Nosso mundo está morrendo. O planeta Terra. Embora romântica, esta afirmação soa estranhamente contraditória diante da inércia social da nossa vida quotidiana. Enquanto os ciclos biológicos se desgastam em silêncio, eu sinto que ainda há muito a conquistar e viver. Não falo de cruzar oceanos e gerar, em um voo, o carbono que um local levaria dez anos para emitir, mas da reterritorialização do meu próprio mundo: conhecer os vizinhos, celebrar o bairro, redescobrir minha cultura e revelar meu potencial.

Mas como conciliar essa percepção de morte iminente com a engrenagem de uma sociedade falida?

O diagnóstico de falência sistêmica não é novo; autores o repetem há gerações. No âmbito profissional, seguimos o script: cada um tenta dar o seu melhor, gerar lucro, erguer seu comércio ou empresa. Somos indivíduos movidos por convicções distintas, tentando empurrar a comunidade adiante. No entanto, no meu entorno, a sensação é de uma entropia crescente. A organização social parece ruir e se despedaçar, como uma estrutura antiga que clama por reforma, demolição ou limpeza. E o lixo acumulado… bem, nem sei dizer.

Na visão de quem observa com certo estudo, percebo que todos ao redor aspiram ao topo, no fenômeno clássico de muitos caciques para poucos índios. A regra agora é a performance líquida, medida em dólares ou euros. O sucesso virou o ato de gerir o maior orçamento possível, performar em lives e acumular influência. No fim, tentamos ser grandes líderes de um sistema que, estruturalmente, já não suporta o peso da nossa própria ambição.

Diante deste entorno que desaba, a saída não parece ser a fuga para o abstrato e para o grandioso, mas um movimento de volta: a reterritorialização. Se o mundo globalizado nos desconectou da terra e do outro, o ato de conhecer o vizinho é uma forma de fincar raízes em um solo que ainda pulsa. É entender que a vida não acontece no gráfico de emissões globais, mas no território onde a nossa presença é real e sentida.

Essa mudança de olhar evoca uma ecologia profunda, onde o potencial que busco revelar em mim não está separado da saúde do meu bairro. Não se trata de salvar uma ideia abstrata de "Natureza", mas de cultivar o amor pelo que é próximo. Quando descubro minha própria cultura e festejo na minha rua, deixo de ser um espectador da falência sistêmica para me tornar um guardião do meu lugar. O planeta deixa de ser um paciente terminal e volta a ser o chão que sustenta meus passos.

É nesse encontro que abandonamos a lógica do acúmulo para abraçar a comunalidade. No buen vivir, o sucesso não é uma linha ascendente e solitária, mas a harmonia da festa compartilhada. Se a organização macro está ruindo, a resposta está na reconstrução das redes de apoio que o mercado esqueceu de valorizar.

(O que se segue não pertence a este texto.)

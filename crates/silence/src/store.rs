use std::sync::Arc;

use chrono::{DateTime, Utc};
use relaymux_core::{Labels, Matcher, Silence, SilenceState};
use relaymux_state::{KeyKind, StateKey, StateStore};
use uuid::Uuid;

use crate::error::SilenceError;

/// Retention applied to an expired silence before [`SilenceStore::gc`]
/// reclaims it -- long enough that a UI listing "recently expired"
/// silences still has something to show.
const DEFAULT_RETENTION: chrono::Duration = chrono::Duration::hours(120);

/// Create/query/expire silences, backed by a [`StateStore`].
pub struct SilenceStore {
    state: Arc<dyn StateStore>,
}

impl SilenceStore {
    #[must_use]
    pub fn new(state: Arc<dyn StateStore>) -> Self {
        Self { state }
    }

    fn state_key(id: Uuid) -> StateKey {
        StateKey::new(KeyKind::Silence, id.to_string())
    }

    /// # Errors
    ///
    /// Returns [`SilenceError::Core`] if the matchers or time range are
    /// invalid, or [`SilenceError::State`] on a backend failure.
    pub async fn create(
        &self,
        matchers: Vec<Matcher>,
        starts_at: DateTime<Utc>,
        ends_at: DateTime<Utc>,
        created_by: impl Into<String>,
        comment: impl Into<String>,
    ) -> Result<Silence, SilenceError> {
        let silence = Silence::new(matchers, starts_at, ends_at, created_by, comment)?;
        self.put(&silence).await?;
        Ok(silence)
    }

    /// Replace an existing silence's content while keeping its id,
    /// bumping `updated_at` so the new version wins any replicated merge.
    ///
    /// # Errors
    ///
    /// Returns [`SilenceError::NotFound`] if `id` doesn't exist.
    pub async fn update(
        &self,
        id: Uuid,
        matchers: Vec<Matcher>,
        starts_at: DateTime<Utc>,
        ends_at: DateTime<Utc>,
        created_by: impl Into<String>,
        comment: impl Into<String>,
    ) -> Result<Silence, SilenceError> {
        self.get(id).await?;
        let mut silence = Silence::new(matchers, starts_at, ends_at, created_by, comment)?;
        silence.id = id;
        self.put(&silence).await?;
        Ok(silence)
    }

    /// Expire a silence immediately by pulling `ends_at` back to now, if
    /// it isn't already expired.
    ///
    /// # Errors
    ///
    /// Returns [`SilenceError::NotFound`] if `id` doesn't exist.
    pub async fn expire(&self, id: Uuid) -> Result<Silence, SilenceError> {
        let mut silence = self.get(id).await?;
        let now = Utc::now();
        if silence.state_at(now) != SilenceState::Expired {
            silence.ends_at = silence.ends_at.min(now);
            silence.updated_at = now;
            self.put(&silence).await?;
        }
        Ok(silence)
    }

    /// # Errors
    ///
    /// Returns [`SilenceError::NotFound`] if `id` doesn't exist.
    pub async fn get(&self, id: Uuid) -> Result<Silence, SilenceError> {
        let raw = self
            .state
            .get(&Self::state_key(id))
            .await?
            .ok_or_else(|| SilenceError::NotFound(id.to_string()))?;
        decode(&raw)
    }

    /// Every silence currently stored, in no particular order.
    ///
    /// # Errors
    ///
    /// Returns [`SilenceError::State`] on a backend failure.
    pub async fn list(&self) -> Result<Vec<Silence>, SilenceError> {
        let raw = self.state.scan_keys(KeyKind::Silence, None).await?;
        raw.iter().map(|(_, v)| decode(v)).collect()
    }

    /// Every silence currently stored, for the periodic durable snapshot.
    ///
    /// # Errors
    ///
    /// Returns [`SilenceError::State`] on a backend failure.
    pub async fn snapshot(&self) -> Result<Vec<Silence>, SilenceError> {
        self.list().await
    }

    /// Load silences produced by [`Self::snapshot`]. Meant to run once at
    /// startup, before any request handler can observe a partially
    /// restored store.
    ///
    /// # Errors
    ///
    /// Returns [`SilenceError::State`] on a backend failure.
    pub async fn restore(&self, silences: Vec<Silence>) -> Result<(), SilenceError> {
        for silence in silences {
            self.put(&silence).await?;
        }
        Ok(())
    }

    /// Silences currently active (not pending, not expired) that match
    /// `labels`.
    ///
    /// # Errors
    ///
    /// Returns [`SilenceError::State`] on a backend failure.
    pub async fn matching(&self, labels: &Labels, now: DateTime<Utc>) -> Result<Vec<Silence>, SilenceError> {
        let all = self.list().await?;
        Ok(all
            .into_iter()
            .filter(|s| s.state_at(now) == SilenceState::Active && s.matches(labels))
            .collect())
    }

    /// Apply a version of a silence received from a peer (or written
    /// locally), keeping whichever of the existing and incoming versions
    /// has the greater `updated_at`.
    ///
    /// # Errors
    ///
    /// Returns [`SilenceError::State`] on a backend failure.
    pub async fn merge_in(&self, incoming: Silence) -> Result<Silence, SilenceError> {
        let existing = match self.get(incoming.id).await {
            Ok(existing) => Some(existing),
            Err(SilenceError::NotFound(_)) => None,
            Err(other) => return Err(other),
        };

        let winner = match existing {
            Some(existing) if existing.updated_at > incoming.updated_at => existing,
            _ => incoming,
        };
        self.put(&winner).await?;
        Ok(winner)
    }

    async fn put(&self, silence: &Silence) -> Result<(), SilenceError> {
        let encoded = serde_json::to_string(silence).map_err(|e| SilenceError::Corruption(e.to_string()))?;
        let key = Self::state_key(silence.id);
        self.state.set(&key, &encoded, None).await?;
        let expires_at = (silence.ends_at + DEFAULT_RETENTION).timestamp_millis();
        self.state.index_timeout(&key, expires_at).await?;
        Ok(())
    }

    /// Remove silences past their retention window. Returns the number
    /// removed.
    ///
    /// # Errors
    ///
    /// Returns [`SilenceError::State`] on a backend failure.
    pub async fn gc(&self, now: DateTime<Utc>) -> Result<usize, SilenceError> {
        let expired = self.state.get_expired(now.timestamp_millis()).await?;
        let mut removed = 0;
        for canonical in &expired {
            let Some((kind, id)) = canonical.split_once(':') else {
                continue;
            };
            if kind != KeyKind::Silence.as_str() {
                continue;
            }
            let key = StateKey::new(KeyKind::Silence, id);
            if self.state.delete(&key).await? {
                removed += 1;
            }
            self.state.remove_timeout_index(&key).await?;
            tracing::debug!(key = %canonical, "expired silence past retention");
        }
        Ok(removed)
    }
}

fn decode(raw: &str) -> Result<Silence, SilenceError> {
    serde_json::from_str(raw).map_err(|e| SilenceError::Corruption(e.to_string()))
}

#[cfg(test)]
mod tests {
    use super::*;
    use relaymux_state_memory::MemoryStateStore;

    fn store() -> SilenceStore {
        SilenceStore::new(Arc::new(MemoryStateStore::new()))
    }

    fn matchers() -> Vec<Matcher> {
        vec![Matcher::equal("env", "staging")]
    }

    #[tokio::test]
    async fn create_then_get_round_trips() {
        let store = store();
        let now = Utc::now();
        let created = store
            .create(matchers(), now, now + chrono::Duration::hours(1), "op", "maint")
            .await
            .unwrap();
        let fetched = store.get(created.id).await.unwrap();
        assert_eq!(fetched.id, created.id);
        assert_eq!(fetched.comment, "maint");
    }

    #[tokio::test]
    async fn get_missing_is_not_found() {
        let store = store();
        assert!(matches!(store.get(Uuid::new_v4()).await, Err(SilenceError::NotFound(_))));
    }

    #[tokio::test]
    async fn expire_pulls_ends_at_to_now() {
        let store = store();
        let now = Utc::now();
        let created = store
            .create(matchers(), now, now + chrono::Duration::hours(1), "op", "")
            .await
            .unwrap();
        let expired = store.expire(created.id).await.unwrap();
        assert_eq!(expired.state_at(Utc::now()), SilenceState::Expired);
    }

    #[tokio::test]
    async fn matching_only_returns_active_silences_that_match() {
        let store = store();
        let now = Utc::now();
        store
            .create(matchers(), now, now + chrono::Duration::hours(1), "op", "")
            .await
            .unwrap();
        store
            .create(
                vec![Matcher::equal("env", "prod")],
                now,
                now + chrono::Duration::hours(1),
                "op",
                "",
            )
            .await
            .unwrap();
        store
            .create(
                matchers(),
                now + chrono::Duration::hours(2),
                now + chrono::Duration::hours(3),
                "op",
                "",
            )
            .await
            .unwrap();

        let labels = Labels::from_pairs([("env", "staging")]);
        let hits = store.matching(&labels, now).await.unwrap();
        assert_eq!(hits.len(), 1);
    }

    #[tokio::test]
    async fn merge_keeps_most_recently_updated() {
        let store = store();
        let now = Utc::now();
        let original = store
            .create(matchers(), now, now + chrono::Duration::hours(1), "op", "v1")
            .await
            .unwrap();

        let mut stale = original.clone();
        stale.comment = "stale-edit".into();
        stale.updated_at = original.updated_at - chrono::Duration::seconds(10);
        store.merge_in(stale).await.unwrap();

        let fetched = store.get(original.id).await.unwrap();
        assert_eq!(fetched.comment, "v1");
    }

    #[tokio::test]
    async fn snapshot_then_restore_round_trips() {
        let store = store();
        let now = Utc::now();
        let created = store
            .create(matchers(), now, now + chrono::Duration::hours(1), "op", "maint")
            .await
            .unwrap();

        let dump = store.snapshot().await.unwrap();
        assert_eq!(dump.len(), 1);

        let fresh = SilenceStore::new(Arc::new(MemoryStateStore::new()));
        fresh.restore(dump).await.unwrap();

        let fetched = fresh.get(created.id).await.unwrap();
        assert_eq!(fetched.comment, "maint");
    }
}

No entanto, essa busca pelo que é próximo esbarra em uma cobrança implacável: a ditadura da verticalidade. Enquanto tento fincar raízes, o entorno exige que eu escale. À minha volta, o sucesso é uma coreografia de "caciques" que medem a vida por performance líquida, convertendo potencial humano em dólares, euros ou alcance digital. É a fetichização da métrica: se não puder ser quantificado em um gráfico ou exibido em uma live, o trabalho parece não existir.

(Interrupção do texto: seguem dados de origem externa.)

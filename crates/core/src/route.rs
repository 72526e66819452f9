//! The route tree: a nested set of matchers that assigns each alert to
//! zero or more receivers and controls how it is grouped and throttled.

use std::time::Duration;

use serde::{Deserialize, Serialize};

use crate::labels::Labels;
use crate::matcher::{all_match, Matcher};
use crate::types::{GroupKey, ReceiverName, RouteId};

/// One node of the route tree.
///
/// The root route has no matchers (it matches everything) and supplies
/// the defaults every descendant inherits unless it overrides them.
#[derive(Debug, Clone, Serialize, Deserialize)]
pub struct Route {
    pub receiver: ReceiverName,

    #[serde(default)]
    pub matchers: Vec<Matcher>,

    #[serde(default)]
    pub group_by: Vec<String>,

    /// When set, every alert is its own group regardless of `group_by`.
    #[serde(default)]
    pub group_by_all: bool,

    #[serde(default, with = "crate::duration_format::optional")]
    pub group_wait: Option<Duration>,

    #[serde(default, with = "crate::duration_format::optional")]
    pub group_interval: Option<Duration>,

    #[serde(default, with = "crate::duration_format::optional")]
    pub repeat_interval: Option<Duration>,

    /// When true, matching continues evaluating sibling/child routes
    /// after this one has matched, instead of stopping at the first hit.
    #[serde(default)]
    pub continue_matching: bool,

    /// Named time intervals (resolved against the config's `time_intervals`
    /// table) during which a flush of this route is suppressed.
    #[serde(default)]
    pub mute_time_intervals: Vec<String>,

    /// Named time intervals outside of which a flush of this route is
    /// suppressed. Empty means "always active".
    #[serde(default)]
    pub active_time_intervals: Vec<String>,

    #[serde(default)]
    pub routes: Vec<Route>,
}

/// Effective, fully-resolved per-route settings after inheriting from
/// ancestors, plus a stable identity derived from the route's position in
/// the tree (used as the first half of an aggregation group's key).
#[derive(Debug, Clone, PartialEq, Eq)]
pub struct RouteConfig {
    pub id: RouteId,
    pub receiver: ReceiverName,
    pub group_by: Vec<String>,
    pub group_by_all: bool,
    pub group_wait: Duration,
    pub group_interval: Duration,
    pub repeat_interval: Duration,
    pub mute_time_intervals: Vec<String>,
    pub active_time_intervals: Vec<String>,
}

impl Route {
    /// Walk the tree depth-first, returning every route whose matchers
    /// (conjoined with every ancestor's matchers) match `labels`, with
    /// inherited defaults resolved along the way.
    ///
    /// A route that matches and does not set `continue_matching` stops
    /// the walk at that point in the tree: its matching siblings are
    /// skipped (matching descendants are still visited, since
    /// `continue_matching` governs whether to keep looking past this
    /// node, not whether to descend into it).
    #[must_use]
    pub fn find_matches(&self, labels: &Labels) -> Vec<RouteConfig> {
        let mut out = Vec::new();
        self.walk(labels, "0", &defaults(), &mut out);
        out
    }

    fn walk(&self, labels: &Labels, path: &str, inherited: &RouteConfig, out: &mut Vec<RouteConfig>) {
        if !all_match(&self.matchers, labels) {
            return;
        }

        let resolved = self.resolve(path, inherited);
        out.push(resolved.clone());

        for (i, child) in self.routes.iter().enumerate() {
            let child_path = format!("{path}.{i}");
            child.walk(labels, &child_path, &resolved, out);
            if !child.continue_matching && all_match(&child.matchers, labels) {
                break;
            }
        }
    }

    fn resolve(&self, path: &str, inherited: &RouteConfig) -> RouteConfig {
        RouteConfig {
            id: RouteId::new(path),
            receiver: self.receiver.clone(),
            group_by: if self.group_by.is_empty() {
                inherited.group_by.clone()
            } else {
                self.group_by.clone()
            },
            group_by_all: self.group_by_all || inherited.group_by_all,
            group_wait: self.group_wait.unwrap_or(inherited.group_wait),
            group_interval: self.group_interval.unwrap_or(inherited.group_interval),
            repeat_interval: self.repeat_interval.unwrap_or(inherited.repeat_interval),
            mute_time_intervals: if self.mute_time_intervals.is_empty() {
                inherited.mute_time_intervals.clone()
            } else {
                self.mute_time_intervals.clone()
            },
            active_time_intervals: if self.active_time_intervals.is_empty() {
                inherited.active_time_intervals.clone()
            } else {
                self.active_time_intervals.clone()
            },
        }
    }
}

fn defaults() -> RouteConfig {
    RouteConfig {
        id: RouteId::new("0"),
        receiver: ReceiverName::new("default"),
        group_by: Vec::new(),
        group_by_all: false,
        group_wait: Duration::from_secs(30),
        group_interval: Duration::from_secs(300),
        repeat_interval: Duration::from_secs(4 * 3600),
        mute_time_intervals: Vec::new(),
        active_time_intervals: Vec::new(),
    }
}

/// Project an alert's labels onto a route's `group_by` list, producing the
/// key identifying which aggregation group it belongs to.
///
/// `group_by_all` collapses grouping entirely: every distinct label set
/// becomes its own group, equivalent to grouping by every label the alert
/// carries. A label absent from the alert contributes an explicit marker
/// distinct from a label present with an empty value (see
/// [`Labels::get_or_empty`] for why that distinction matters).
#[must_use]
pub fn group_key(route: &RouteConfig, labels: &Labels) -> GroupKey {
    if route.group_by_all {
        return GroupKey::new(labels.fingerprint());
    }
    if route.group_by.is_empty() {
        return GroupKey::new(String::new());
    }
    let mut projected = Labels::new();
    for name in &route.group_by {
        match labels.get(name) {
            Some(value) => projected.insert(name.clone(), value),
            None => projected.insert(name.clone(), "\u{0}absent"),
        }
    }
    GroupKey::new(projected.fingerprint())
}


#[cfg(test)]
mod tests {
    use super::*;

    fn leaf(receiver: &str, matchers: Vec<Matcher>) -> Route {
        Route {
            receiver: ReceiverName::new(receiver),
            matchers,
            group_by: Vec::new(),
            group_by_all: false,
            group_wait: None,
            group_interval: None,
            repeat_interval: None,
            continue_matching: false,
            mute_time_intervals: Vec::new(),
            active_time_intervals: Vec::new(),
            routes: Vec::new(),
        }
    }

    #[test]
    fn root_matches_everything() {
        let root = leaf("default", Vec::new());
        let matches = root.find_matches(&Labels::from_pairs([("alertname", "X")]));
        assert_eq!(matches.len(), 1);
        assert_eq!(matches[0].receiver.as_str(), "default");
    }

    #[test]
    fn first_match_wins_without_continue() {
        let mut root = leaf("default", Vec::new());
        root.routes = vec![
            leaf("team-a", vec![Matcher::equal("team", "a")]),
            leaf("catch-all", Vec::new()),
        ];
        let matches = root.find_matches(&Labels::from_pairs([("team", "a")]));
        let receivers: Vec<_> = matches.iter().map(|m| m.receiver.as_str()).collect();
        assert_eq!(receivers, vec!["default", "team-a"]);
    }

    #[test]
    fn continue_matching_keeps_evaluating_siblings() {
        let mut root = leaf("default", Vec::new());
        let mut team_a = leaf("team-a", vec![Matcher::equal("team", "a")]);
        team_a.continue_matching = true;
        root.routes = vec![team_a, leaf("catch-all", Vec::new())];
        let matches = root.find_matches(&Labels::from_pairs([("team", "a")]));
        let receivers: Vec<_> = matches.iter().map(|m| m.receiver.as_str()).collect();
        assert_eq!(receivers, vec!["default", "team-a", "catch-all"]);
    }

    #[test]
    fn group_key_distinguishes_absent_from_empty() {
        let mut route = defaults();
        route.group_by = vec!["team".to_string()];
        let with_empty = group_key(&route, &Labels::from_pairs([("team", "")]));
        let without = group_key(&route, &Labels::new());
        assert_ne!(with_empty, without);
    }

    #[test]
    fn distinct_routes_get_distinct_ids() {
        let mut root = leaf("default", Vec::new());
        root.routes = vec![
            leaf("team-a", vec![Matcher::equal("team", "a")]),
            leaf("team-b", vec![Matcher::equal("team", "b")]),
        ];
        let a = root.find_matches(&Labels::from_pairs([("team", "a")]));
        let b = root.find_matches(&Labels::from_pairs([("team", "b")]));
        assert_ne!(a.last().unwrap().id, b.last().unwrap().id);
    }

    #[test]
    fn group_by_all_separates_every_distinct_label_set() {
        let mut route = defaults();
        route.group_by_all = true;
        let a = group_key(&route, &Labels::from_pairs([("a", "1")]));
        let b = group_key(&route, &Labels::from_pairs([("a", "2")]));
        assert_ne!(a, b);
    }
}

Essa exigência gera um curto-circuito. Como posso me "valorizar" em um sistema que só reconhece o valor de troca e ignora o valor de uso? A maior parte do que faço, o sentido que crio e a rede que teço, simplesmente não faz sentido para a lógica do grande budget. Exigir que um profissional meça sua eficácia pela régua de uma sociedade falida é pedir que ele ajude a decorar os corredores de um projeto já condenado.

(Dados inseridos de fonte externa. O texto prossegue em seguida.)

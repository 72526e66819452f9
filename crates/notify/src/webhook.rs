use std::collections::HashMap;
use std::time::Duration;

use hmac::{Hmac, Mac};
use reqwest::Client;
use serde::{Deserialize, Serialize};
use sha2::Sha256;
use tracing::{debug, warn};

use crate::error::NotifyError;
use crate::notifier::Notifier;
use crate::payload::NotificationPayload;

type HmacSha256 = Hmac<Sha256>;

/// Authentication method applied to the outgoing webhook request.
#[derive(Clone, Serialize, Deserialize)]
#[serde(rename_all = "snake_case")]
pub enum AuthMethod {
    Bearer(String),
    Basic { username: String, password: String },
    ApiKey { header: String, value: String },
    HmacSha256 { secret: String, header: String },
}

impl std::fmt::Debug for AuthMethod {
    fn fmt(&self, f: &mut std::fmt::Formatter<'_>) -> std::fmt::Result {
        match self {
            Self::Bearer(_) => f.debug_tuple("Bearer").field(&"[REDACTED]").finish(),
            Self::Basic { username, .. } => {
                f.debug_struct("Basic").field("username", username).field("password", &"[REDACTED]").finish()
            }
            Self::ApiKey { header, .. } => {
                f.debug_struct("ApiKey").field("header", header).field("value", &"[REDACTED]").finish()
            }
            Self::HmacSha256 { header, .. } => {
                f.debug_struct("HmacSha256").field("secret", &"[REDACTED]").field("header", header).finish()
            }
        }
    }
}

#[derive(Debug, Clone, Serialize, Deserialize)]
pub struct WebhookConfig {
    pub url: String,
    #[serde(default)]
    pub auth: Option<AuthMethod>,
    #[serde(default)]
    pub headers: HashMap<String, String>,
    #[serde(default = "default_webhook_timeout", with = "relaymux_core::duration_format::required")]
    pub timeout: Duration,
    #[serde(default)]
    pub success_status_codes: Vec<u16>,
}

fn default_webhook_timeout() -> Duration {
    Duration::from_secs(10)
}

impl WebhookConfig {
    #[must_use]
    pub fn new(url: impl Into<String>) -> Self {
        Self {
            url: url.into(),
            auth: None,
            headers: HashMap::new(),
            timeout: Duration::from_secs(10),
            success_status_codes: Vec::new(),
        }
    }

    #[must_use]
    pub fn with_auth(mut self, auth: AuthMethod) -> Self {
        self.auth = Some(auth);
        self
    }

    #[must_use]
    pub fn with_timeout(mut self, timeout: Duration) -> Self {
        self.timeout = timeout;
        self
    }
}

/// Posts the rendered payload as JSON to an arbitrary HTTP endpoint,
/// Alertmanager's "generic webhook receiver" equivalent.
pub struct WebhookNotifier {
    name: String,
    config: WebhookConfig,
    client: Client,
}

impl WebhookNotifier {
    /// # Panics
    ///
    /// Panics if the underlying `reqwest::Client` can't be built (invalid
    /// TLS configuration on the host), matching the teacher webhook
    /// provider's construction-time behavior.
    #[must_use]
    pub fn new(name: impl Into<String>, config: WebhookConfig) -> Self {
        let client = Client::builder()
            .timeout(config.timeout)
            .build()
            .expect("failed to build HTTP client");
        Self { name: name.into(), config, client }
    }

    #[must_use]
    pub fn with_client(name: impl Into<String>, config: WebhookConfig, client: Client) -> Self {
        Self { name: name.into(), config, client }
    }

    fn is_success(&self, status: u16) -> bool {
        if self.config.success_status_codes.is_empty() {
            (200..300).contains(&status)
        } else {
            self.config.success_status_codes.contains(&status)
        }
    }

    fn sign(secret: &str, body: &[u8]) -> Result<String, NotifyError> {
        let mut mac = HmacSha256::new_from_slice(secret.as_bytes())
            .map_err(|e| NotifyError::Configuration(format!("invalid HMAC key: {e}")))?;
        mac.update(body);
        Ok(hex::encode(mac.finalize().into_bytes()))
    }
}

impl Notifier for WebhookNotifier {
    fn name(&self) -> &str {
        &self.name
    }

    async fn notify(&self, payload: &NotificationPayload) -> Result<(), NotifyError> {
        let body = serde_json::to_vec(payload)
            .map_err(|e| NotifyError::InvalidPayload(format!("failed to serialize payload: {e}")))?;

        debug!(url = %self.config.url, "dispatching webhook notification");

        let mut request = self.client.post(&self.config.url).header("Content-Type", "application/json");

        for (key, value) in &self.config.headers {
            request = request.header(key, value);
        }

        request = match &self.config.auth {
            Some(AuthMethod::Bearer(token)) => request.bearer_auth(token),
            Some(AuthMethod::Basic { username, password }) => request.basic_auth(username, Some(password)),
            Some(AuthMethod::ApiKey { header, value }) => request.header(header, value),
            Some(AuthMethod::HmacSha256 { secret, header }) => {
                let signature = Self::sign(secret, &body)?;
                request.header(header, format!("sha256={signature}"))
            }
            None => request,
        };

        let response = request.body(body).send().await?;
        let status = response.status().as_u16();

        if status == 429 {
            warn!("webhook endpoint returned 429");
            return Err(NotifyError::RateLimited);
        }

        if self.is_success(status) {
            Ok(())
        } else {
            let text = response.text().await.unwrap_or_default();
            Err(NotifyError::Rejected(format!("status {status}: {text}")))
        }
    }
}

Valorizar-se, neste contexto, significa aceitar que o valor gerado na comunalidade e na cultura local é invisível para quem só olha para o topo. Não é que o que eu faço não tenha valor; é que a moeda do sistema está desvalorizada demais para pagar pelo que é essencial. Talvez o mundo não esteja morrendo e, apesar de trágico, o desmoronamento não seja letal. De qualquer forma, minha tarefa não é salvar a estrutura, mas garantir que, quando o último cacique perder o sinal da sua live, ainda restem vizinhos, uma rua e quem possa ajudar a varrer e pensar no que fazer com os entulhos.